Dinding pada rumah hanoi terbuat dari 2 lapis papan berkayu kasa, yang
dapat menahan udara dingin dan angin kencang dari luar. Di sekeliling dinding
rumah, terdapat bukaan kecil berupa sebuah pintu masuk yang sempit dan rendah
sehingga penghuni rumah harus membungkuk untuk melewatinya.

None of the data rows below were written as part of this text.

use std::io::{self, BufRead, Write};
use std::path::Path;

/// Ask before replacing `path`. Only `y`/`Y` accepts; EOF declines.
pub fn confirm_overwrite<R: BufRead, W: Write>(
    input: &mut R,
    output: &mut W,
    path: &Path,
) -> io::Result<bool> {
    writeln!(output, "⚠️  File already exists: {}", path.display())?;
    write!(output, "Overwrite? (y/N): ")?;
    output.flush()?;
    let mut answer = String::new();
    if input.read_line(&mut answer)? == 0 {
        writeln!(output)?;
        return Ok(false);
    }
    Ok(answer.trim().eq_ignore_ascii_case("y"))
}

#[cfg(test)]
mod tests {
    use super::*;

    fn ask(answer: &str) -> (bool, String) {
        let mut input = answer.as_bytes();
        let mut output = Vec::new();
        let accepted = confirm_overwrite(&mut input, &mut output, Path::new("/m/model.safetensors"))
            .expect("prompt");
        (accepted, String::from_utf8(output).expect("utf8"))
    }

    #[test]
    fn only_y_accepts() {
        assert!(ask("y\n").0);
        assert!(ask("Y\n").0);
        assert!(!ask("yes\n").0);
        assert!(!ask("\n").0);
        assert!(!ask("").0);
    }

    #[test]
    fn prompt_names_the_file() {
        let (_, text) = ask("n\n");
        assert!(text.starts_with("⚠️  File already exists: /m/model.safetensors\n"));
        assert!(text.ends_with("Overwrite? (y/N): "));
    }
}
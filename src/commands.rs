//! Command runners wired from `main`.
//!
//! Each runner returns the process exit code it wants; errors that escape
//! are plumbing failures and also exit non-zero.
use crate::cli::{DownloadArgs, FixWorkflowsArgs};
use crate::fetch::{
    self, remediation, FetchError, Fetcher, HttpFetcher, HubFetcher, PlanOutcome,
};
use crate::layout::{env_value, Layout, CIVITAI_TOKEN_ENV, HF_TOKEN_ENV};
use crate::plan::{FetchPlan, Source};
use crate::prompt::confirm_overwrite;
use crate::report;
use crate::workflow;
use anyhow::Result;
use std::io;
use std::process::ExitCode;

pub fn run_download(args: &DownloadArgs) -> Result<ExitCode> {
    let layout = Layout::from_env()?;
    let spec = args.family.spec();
    let plan = FetchPlan::for_family(args.family, &layout);
    tracing::debug!(family = args.family.key(), root = %layout.root().display(), "download plan");

    let token = match spec.source {
        Source::Hub { .. } => env_value(HF_TOKEN_ENV),
        Source::Http { .. } => env_value(CIVITAI_TOKEN_ENV),
    };
    let token_present = token.is_some();

    let result = fetch::prepare_destinations(&plan).and_then(|()| {
        report::print_intro(spec, &layout, &plan);
        if args.dry_run {
            println!("Dry run: nothing was fetched.");
            return Ok(None);
        }
        let fetcher = build_fetcher(&plan.source, token, &layout)?;
        let stdin = io::stdin();
        let mut confirm = |path: &std::path::Path| {
            confirm_overwrite(&mut stdin.lock(), &mut io::stdout(), path)
        };
        fetch::run_plan(&plan, fetcher.as_ref(), &mut confirm).map(Some)
    });

    match result {
        Ok(None) => Ok(ExitCode::SUCCESS),
        Ok(Some(outcome)) => {
            report::print_outcome(spec, &plan, &outcome);
            if let PlanOutcome::Completed(paths) = &outcome {
                tracing::info!(family = args.family.key(), files = paths.len(), "download finished");
            }
            Ok(ExitCode::SUCCESS)
        }
        Err(err) => {
            tracing::warn!(family = args.family.key(), error = %err, "download failed");
            let hints = remediation::hints(err.kind(), &spec.source, args.family, token_present);
            report::print_failure(&err, &hints);
            Ok(ExitCode::FAILURE)
        }
    }
}

fn build_fetcher(
    source: &Source,
    token: Option<String>,
    layout: &Layout,
) -> Result<Box<dyn Fetcher>, FetchError> {
    Ok(match source {
        Source::Hub { repo_id } => Box::new(HubFetcher::new(
            repo_id,
            token,
            layout.hub_cache_dir(),
        )?),
        Source::Http { .. } => Box::new(HttpFetcher::from_env(token)?),
    })
}

pub fn run_fix_workflows(args: &FixWorkflowsArgs) -> Result<ExitCode> {
    let layout = Layout::from_env()?;
    let root = layout.workflows_dir();
    if let Some(summary) = workflow::walk(&root, args.pass)? {
        tracing::debug!(
            total = summary.total,
            fixed = summary.fixed,
            failed = summary.failed,
            "workflow walk finished"
        );
    }
    Ok(ExitCode::SUCCESS)
}

pub fn run_families() -> Result<ExitCode> {
    let layout = Layout::from_env()?;
    report::print_families(&layout);
    Ok(ExitCode::SUCCESS)
}
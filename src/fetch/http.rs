//! Plain HTTP fetches through an external program (`curl` by default).
//!
//! The program streams straight to the target path. While it runs SIGINT is
//! caught here and only recorded; the child gets the default disposition
//! back on exec and dies, so an interrupted transfer can be cleaned up.
use super::{verify_download, FetchError, Fetcher};
use crate::layout::{env_value, FETCH_COMMAND_ENV};
use crate::plan::FetchEntry;
use std::fs;
use std::path::{Path, PathBuf};
use std::process::{Command, ExitStatus};

const DEFAULT_FETCH_COMMAND: &str = "curl";

#[derive(Debug)]
pub struct HttpFetcher {
    program: PathBuf,
    base_args: Vec<String>,
    token: Option<String>,
}

impl HttpFetcher {
    pub fn new(program: PathBuf, base_args: Vec<String>, token: Option<String>) -> Self {
        Self {
            program,
            base_args,
            token,
        }
    }

    /// Resolve the fetch program from `COMFY_PREP_FETCH_COMMAND` or `curl`.
    pub fn from_env(token: Option<String>) -> Result<Self, FetchError> {
        let command =
            env_value(FETCH_COMMAND_ENV).unwrap_or_else(|| DEFAULT_FETCH_COMMAND.to_string());
        let words = shell_words::split(&command)
            .map_err(|err| FetchError::Setup(format!("parse fetch command {command:?}: {err}")))?;
        let (program, base_args) = words
            .split_first()
            .ok_or_else(|| FetchError::Setup("fetch command is empty".to_string()))?;
        let program = which::which(program)
            .map_err(|err| FetchError::Setup(format!("locate {program}: {err}")))?;
        Ok(Self::new(program, base_args.to_vec(), token))
    }

    /// Arguments appended after the configured base arguments.
    pub fn transfer_args(&self, url: &str, output: &Path) -> Vec<String> {
        let mut args = vec![
            "-L".to_string(),
            "-o".to_string(),
            output.display().to_string(),
            "--progress-bar".to_string(),
        ];
        if let Some(token) = &self.token {
            args.push("-H".to_string());
            args.push(format!("Authorization: Bearer {token}"));
        }
        args.push(url.to_string());
        args
    }

    /// Run the program to completion. The flag reports whether SIGINT
    /// arrived while it ran.
    fn spawn_and_wait(
        &self,
        url: &str,
        output: &Path,
    ) -> Result<(ExitStatus, bool), FetchError> {
        let mut command = Command::new(&self.program);
        command
            .args(&self.base_args)
            .args(self.transfer_args(url, output));
        tracing::debug!(
            program = %self.program.display(),
            authorized = self.token.is_some(),
            output = %output.display(),
            "spawn http fetch"
        );
        let guard = interrupt::defer_to_child();
        let status = command
            .status()
            .map_err(|err| FetchError::io(format!("spawn {}", self.program.display()), err))?;
        Ok((status, guard.interrupted()))
    }
}

impl Fetcher for HttpFetcher {
    fn confirms_overwrite(&self) -> bool {
        true
    }

    fn retrieve(&self, entry: &FetchEntry) -> Result<PathBuf, FetchError> {
        let output = entry.target_path();
        let (status, caught) = self.spawn_and_wait(&entry.remote, &output)?;
        if caught || interrupt::killed_by_interrupt(&status) {
            remove_partial(&output);
            return Err(FetchError::Cancelled {
                remote: entry.remote.clone(),
            });
        }
        if !status.success() {
            remove_partial(&output);
            return Err(FetchError::Transfer {
                remote: entry.remote.clone(),
                message: format!("{} exited with {status}", self.program.display()),
            });
        }
        let size = verify_download(&output)?;
        tracing::info!(bytes = size, output = %output.display(), "http fetch verified");
        Ok(output)
    }
}

fn remove_partial(path: &Path) {
    if path.exists() {
        if let Err(err) = fs::remove_file(path) {
            tracing::warn!(path = %path.display(), %err, "failed to remove partial download");
        }
    }
}

#[cfg(unix)]
mod interrupt {
    use signal_hook::consts::SIGINT;
    use signal_hook::flag;
    use std::os::unix::process::ExitStatusExt;
    use std::process::ExitStatus;
    use std::sync::atomic::{AtomicBool, Ordering};
    use std::sync::{Arc, OnceLock};

    struct Flags {
        /// Set by the handler whenever SIGINT arrives.
        caught: Arc<AtomicBool>,
        /// While set, SIGINT terminates this process as usual.
        terminate: Arc<AtomicBool>,
    }

    static FLAGS: OnceLock<Option<Flags>> = OnceLock::new();

    fn install() -> Option<Flags> {
        let flags = Flags {
            caught: Arc::new(AtomicBool::new(false)),
            terminate: Arc::new(AtomicBool::new(true)),
        };
        let registered = flag::register_conditional_default(SIGINT, Arc::clone(&flags.terminate))
            .and_then(|_| flag::register(SIGINT, Arc::clone(&flags.caught)));
        match registered {
            Ok(_) => Some(flags),
            Err(err) => {
                tracing::warn!(%err, "failed to install SIGINT handler");
                None
            }
        }
    }

    /// Puts SIGINT back to terminating this process on drop.
    pub(super) struct Guard {
        flags: Option<&'static Flags>,
    }

    impl Guard {
        pub(super) fn interrupted(&self) -> bool {
            self.flags
                .is_some_and(|flags| flags.caught.load(Ordering::SeqCst))
        }
    }

    impl Drop for Guard {
        fn drop(&mut self) {
            if let Some(flags) = self.flags {
                flags.terminate.store(true, Ordering::SeqCst);
            }
        }
    }

    /// Record SIGINT instead of dying from it until the guard drops.
    pub(super) fn defer_to_child() -> Guard {
        let flags = FLAGS.get_or_init(install).as_ref();
        if let Some(flags) = flags {
            flags.caught.store(false, Ordering::SeqCst);
            flags.terminate.store(false, Ordering::SeqCst);
        }
        Guard { flags }
    }

    pub(super) fn killed_by_interrupt(status: &ExitStatus) -> bool {
        status.signal() == Some(SIGINT) || status.code() == Some(130)
    }
}

#[cfg(not(unix))]
mod interrupt {
    use std::process::ExitStatus;

    pub(super) struct Guard;

    impl Guard {
        pub(super) fn interrupted(&self) -> bool {
            false
        }
    }

    pub(super) fn defer_to_child() -> Guard {
        Guard
    }

    pub(super) fn killed_by_interrupt(status: &ExitStatus) -> bool {
        status.code() == Some(130)
    }
}
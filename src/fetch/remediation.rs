//! Remediation hints printed after a failed download.
//!
//! Hints are data: each rule names the failure kinds and source it applies to
//! and carries a template; `{target}`, `{var}` and `{family}` are filled in
//! when the rule is rendered.
use super::FailureKind;
use crate::layout::{CIVITAI_TOKEN_ENV, HF_TOKEN_ENV};
use crate::plan::{ModelFamily, Source};

#[derive(Debug, Clone, Copy, PartialEq, Eq)]
enum SourceKind {
    Hub,
    Http,
}

struct Rule {
    source: SourceKind,
    kinds: &'static [FailureKind],
    /// Only applies when no token was supplied.
    missing_token: bool,
    lines: &'static [&'static str],
}

const REMOTE_FAILURES: &[FailureKind] = &[
    FailureKind::Transfer,
    FailureKind::Unauthorized,
    FailureKind::Verification,
];

/// Every failure short of the user cancelling.
const ANY_FAILURE: &[FailureKind] = &[
    FailureKind::Setup,
    FailureKind::Transfer,
    FailureKind::Unauthorized,
    FailureKind::Verification,
    FailureKind::Io,
];

static RULES: &[Rule] = &[
    Rule {
        source: SourceKind::Hub,
        kinds: ANY_FAILURE,
        missing_token: false,
        lines: &[
            "NOTE: You may need to accept the model license at:",
            "  https://huggingface.co/{target}",
        ],
    },
    Rule {
        source: SourceKind::Hub,
        kinds: REMOTE_FAILURES,
        missing_token: true,
        lines: &[
            "TIP: Set {var} environment variable with your HuggingFace token:",
            "  export {var}=hf_your_token_here",
            "  comfy-prep download {family}",
        ],
    },
    Rule {
        source: SourceKind::Http,
        kinds: REMOTE_FAILURES,
        missing_token: true,
        lines: &[
            "TIP: Some CivitAI models require authentication.",
            "Set {var} environment variable:",
            "  export {var}=your_token_here",
            "  comfy-prep download {family}",
            "",
            "Get your API token from: https://civitai.com/user/account",
        ],
    },
    Rule {
        source: SourceKind::Http,
        kinds: &[FailureKind::Unauthorized],
        missing_token: false,
        lines: &["Check that {var} is still valid: https://civitai.com/user/account"],
    },
    Rule {
        source: SourceKind::Http,
        kinds: &[FailureKind::Setup],
        missing_token: false,
        lines: &[
            "TIP: Install curl or point COMFY_PREP_FETCH_COMMAND at another",
            "HTTP client that accepts curl-style arguments.",
        ],
    },
];

/// Render every hint that applies to a failure, rules separated by a blank line.
pub fn hints(
    kind: FailureKind,
    source: &Source,
    family: ModelFamily,
    token_present: bool,
) -> Vec<String> {
    let (source_kind, target, var) = match source {
        Source::Hub { repo_id } => (SourceKind::Hub, *repo_id, HF_TOKEN_ENV),
        Source::Http { url } => (SourceKind::Http, *url, CIVITAI_TOKEN_ENV),
    };
    let mut out = Vec::new();
    for rule in RULES {
        if rule.source != source_kind || !rule.kinds.contains(&kind) {
            continue;
        }
        if rule.missing_token && token_present {
            continue;
        }
        if !out.is_empty() {
            out.push(String::new());
        }
        out.extend(rule.lines.iter().map(|line| {
            line.replace("{target}", target)
                .replace("{var}", var)
                .replace("{family}", family.key())
        }));
    }
    out
}

#[cfg(test)]
mod tests {
    use super::*;

    const FLUX: Source = Source::Hub {
        repo_id: "black-forest-labs/FLUX.1-dev",
    };
    const CIVITAI: Source = Source::Http {
        url: "https://civitai.com/api/download/models/361593",
    };

    #[test]
    fn hub_failure_without_token_mentions_license_and_variable() {
        let lines = hints(FailureKind::Transfer, &FLUX, ModelFamily::Flux, false);
        assert!(lines.contains(&"  https://huggingface.co/black-forest-labs/FLUX.1-dev".to_string()));
        assert!(lines.contains(&"  export HF_TOKEN=hf_your_token_here".to_string()));
        assert!(lines.contains(&"  comfy-prep download flux".to_string()));
    }

    #[test]
    fn hub_failure_with_token_only_mentions_license() {
        let lines = hints(FailureKind::Unauthorized, &FLUX, ModelFamily::Flux, true);
        assert_eq!(lines.len(), 2);
        assert!(lines[0].starts_with("NOTE:"));
    }

    #[test]
    fn local_hub_failures_still_mention_license() {
        for kind in [FailureKind::Setup, FailureKind::Io] {
            let lines = hints(kind, &FLUX, ModelFamily::Flux, true);
            assert_eq!(
                lines,
                vec![
                    "NOTE: You may need to accept the model license at:".to_string(),
                    "  https://huggingface.co/black-forest-labs/FLUX.1-dev".to_string(),
                ]
            );
        }
    }

    #[test]
    fn civitai_failure_points_at_account_page() {
        let lines = hints(
            FailureKind::Verification,
            &CIVITAI,
            ModelFamily::SdxlLightning,
            false,
        );
        assert!(lines.contains(&"  export CIVITAI_TOKEN=your_token_here".to_string()));
        assert!(lines
            .iter()
            .any(|line| line.contains("https://civitai.com/user/account")));
    }

    #[test]
    fn cancellation_has_no_hints() {
        assert!(hints(FailureKind::Cancelled, &CIVITAI, ModelFamily::SdxlLightning, false).is_empty());
        assert!(hints(FailureKind::Cancelled, &FLUX, ModelFamily::Flux, false).is_empty());
    }
}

Biasanya tidak ada jendela pada rumah akan tetapi terkadang terdapat
sebuah jendela kecil guna mengawasi sekitar disaat musuh datang pada rumah
hanoi laki laki. selain itu jendela sengaja dibuat kecil untuk mempersempit celah
udara yang masuk dari luar, agar mendapatkan hawa ruangan yang hangat untuk
mengusir dinginnya hawa pegunungan. Kecilnya celah untuk sirkulasi udara
membuat hasil asap kayu bakar tidak dapat keluar dengan baik. ruangan dipenuhi
secepatnya yang terus mengepul. Karena itu, langit-langit Hanoi berwarna hitam
legam akibat terpanggang secepatnya.

3. Lantai

Rumah adat Hanoi terdiri dari dua lantai. Lantai satu digunakan sebagai
tempat bersantai dan mengobrol di sekeliling perapian, serta lantai panggung yang
digunakan sebagai tempat menyimpan barang berharga dan istirahat/ticur. Lantai
Hanoi dialasi dengan rumput atau jerami yang diganti secara berkala jika sudah
rusak/kotor.

4. Material Bangunan rumah Hanoi


Masyarakat Papua masih menggunakan rumah sebagai kebutuhan berteduh
dan bukan tempat tinggal menetap karena hidup mereka masih nomaden untuk
memenuhi kebutuhan hidup sehari-hari. Bahan-bahan yang digunakan pada rumah
tradisional Papua pun merupakan bahan-bahan yang sudah tersedia di alam seperti
pelepah pohon sagu,jerami sebagai atap, dan lain-lain.